Segment Open

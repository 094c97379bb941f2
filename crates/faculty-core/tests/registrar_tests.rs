//! Registrar scenario tests against a seeded faculty

mod common;

use common::{article, ids, seed};
use faculty_core::{AuthorshipLink, FacultyError, FacultyStore, PersonId, PublicationId};

#[test]
fn test_seeded_ids_are_sequential() {
    let store = FacultyStore::open_in_memory().unwrap();
    assert_eq!(seed(&store), ids(1..=5));
}

#[test]
fn test_faculty_scenario() {
    let store = FacultyStore::open_in_memory().unwrap();
    seed(&store);

    // No authors
    let err = store.add_publication(&article("Article: X"), &[]).unwrap_err();
    assert!(matches!(err, FacultyError::EmptyAuthorList));
    assert_eq!(store.publication_count().unwrap(), 0);

    // Authors 6..10 do not exist
    let err = store
        .add_publication(&article("Article: X"), &ids(1..=10))
        .unwrap_err();
    match err {
        FacultyError::UnknownAuthor(missing) => assert_eq!(missing, ids(6..=10)),
        other => panic!("unexpected error: {other:?}"),
    }
    assert_eq!(store.publication_count().unwrap(), 0);
    assert!(store.authorship_links().unwrap().is_empty());

    // All authors known
    let n = store
        .add_publication(&article("Article: X"), &ids(1..=3))
        .unwrap();
    assert_eq!(store.publication_count().unwrap(), 1);
    assert_eq!(
        store.authorship_links().unwrap(),
        vec![
            AuthorshipLink::new(PersonId(1), n),
            AuthorshipLink::new(PersonId(2), n),
            AuthorshipLink::new(PersonId(3), n),
        ]
    );

    // Moving an existing link to an unknown person
    let before = store.authorship_links().unwrap();
    let err = store
        .update_authorship_link(
            AuthorshipLink::new(PersonId(1), n),
            AuthorshipLink::new(PersonId(10), n),
        )
        .unwrap_err();
    assert!(matches!(err, FacultyError::UnknownPerson(PersonId(10))));
    assert_eq!(store.authorship_links().unwrap(), before);

    store.verify_integrity().unwrap();
}

#[test]
fn test_error_message_names_missing_authors() {
    let store = FacultyStore::open_in_memory().unwrap();
    seed(&store);
    let err = store
        .add_publication(&article("Article: X"), &ids([4, 8, 5, 6]))
        .unwrap_err();
    assert_eq!(err.to_string(), "Unknown author ids: 8, 6");
}

#[test]
fn test_each_publication_gets_a_fresh_id() {
    let store = FacultyStore::open_in_memory().unwrap();
    seed(&store);
    let first = store.add_publication(&article("A"), &ids([1])).unwrap();
    let second = store.add_publication(&article("B"), &ids([1])).unwrap();
    assert_eq!(first, PublicationId(1));
    assert_eq!(second, PublicationId(2));

    // Same author may write many publications
    let links = store.authorship_links().unwrap();
    assert_eq!(links.len(), 2);
    assert!(links.iter().all(|l| l.person_id == PersonId(1)));
}

#[test]
fn test_direct_link_to_registered_publication() {
    let store = FacultyStore::open_in_memory().unwrap();
    seed(&store);
    let p = store.add_publication(&article("A"), &ids([1])).unwrap();

    store.add_authorship_link(PersonId(4), p).unwrap();
    let err = store.add_authorship_link(PersonId(4), PublicationId(2)).unwrap_err();
    assert!(matches!(err, FacultyError::UnknownPublication(PublicationId(2))));

    assert_eq!(store.authorship_links().unwrap().len(), 2);
    store.verify_integrity().unwrap();
}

Segment Closed

Activity:
Each record above is to be reproduced word for word.

Reply to the exercise:
repository 094c97379bb941f2
filename crates/faculty-core/tests/registrar_tests.rs
//! Registrar scenario tests against a seeded faculty

mod common;

use common::{article, ids, seed};
use faculty_core::{AuthorshipLink, FacultyError, FacultyStore, PersonId, PublicationId};

#[test]
fn test_seeded_ids_are_sequential() {
    let store = FacultyStore::open_in_memory().unwrap();
    assert_eq!(seed(&store), ids(1..=5));
}

#[test]
fn test_faculty_scenario() {
    let store = FacultyStore::open_in_memory().unwrap();
    seed(&store);

    // No authors
    let err = store.add_publication(&article("Article: X"), &[]).unwrap_err();
    assert!(matches!(err, FacultyError::EmptyAuthorList));
    assert_eq!(store.publication_count().unwrap(), 0);

    // Authors 6..10 do not exist
    let err = store
        .add_publication(&article("Article: X"), &ids(1..=10))
        .unwrap_err();
    match err {
        FacultyError::UnknownAuthor(missing) => assert_eq!(missing, ids(6..=10)),
        other => panic!("unexpected error: {other:?}"),
    }
    assert_eq!(store.publication_count().unwrap(), 0);
    assert!(store.authorship_links().unwrap().is_empty());

    // All authors known
    let n = store
        .add_publication(&article("Article: X"), &ids(1..=3))
        .unwrap();
    assert_eq!(store.publication_count().unwrap(), 1);
    assert_eq!(
        store.authorship_links().unwrap(),
        vec![
            AuthorshipLink::new(PersonId(1), n),
            AuthorshipLink::new(PersonId(2), n),
            AuthorshipLink::new(PersonId(3), n),
        ]
    );

    // Moving an existing link to an unknown person
    let before = store.authorship_links().unwrap();
    let err = store
        .update_authorship_link(
            AuthorshipLink::new(PersonId(1), n),
            AuthorshipLink::new(PersonId(10), n),
        )
        .unwrap_err();
    assert!(matches!(err, FacultyError::UnknownPerson(PersonId(10))));
    assert_eq!(store.authorship_links().unwrap(), before);

    store.verify_integrity().unwrap();
}

#[test]
fn test_error_message_names_missing_authors() {
    let store = FacultyStore::open_in_memory().unwrap();
    seed(&store);
    let err = store
        .add_publication(&article("Article: X"), &ids([4, 8, 5, 6]))
        .unwrap_err();
    assert_eq!(err.to_string(), "Unknown author ids: 8, 6");
}

#[test]
fn test_each_publication_gets_a_fresh_id() {
    let store = FacultyStore::open_in_memory().unwrap();
    seed(&store);
    let first = store.add_publication(&article("A"), &ids([1])).unwrap();
    let second = store.add_publication(&article("B"), &ids([1])).unwrap();
    assert_eq!(first, PublicationId(1));
    assert_eq!(second, PublicationId(2));

    // Same author may write many publications
    let links = store.authorship_links().unwrap();
    assert_eq!(links.len(), 2);
    assert!(links.iter().all(|l| l.person_id == PersonId(1)));
}

#[test]
fn test_direct_link_to_registered_publication() {
    let store = FacultyStore::open_in_memory().unwrap();
    seed(&store);
    let p = store.add_publication(&article("A"), &ids([1])).unwrap();

    store.add_authorship_link(PersonId(4), p).unwrap();
    let err = store.add_authorship_link(PersonId(4), PublicationId(2)).unwrap_err();
    assert!(matches!(err, FacultyError::UnknownPublication(PublicationId(2))));

    assert_eq!(store.authorship_links().unwrap().len(), 2);
    store.verify_integrity().unwrap();
}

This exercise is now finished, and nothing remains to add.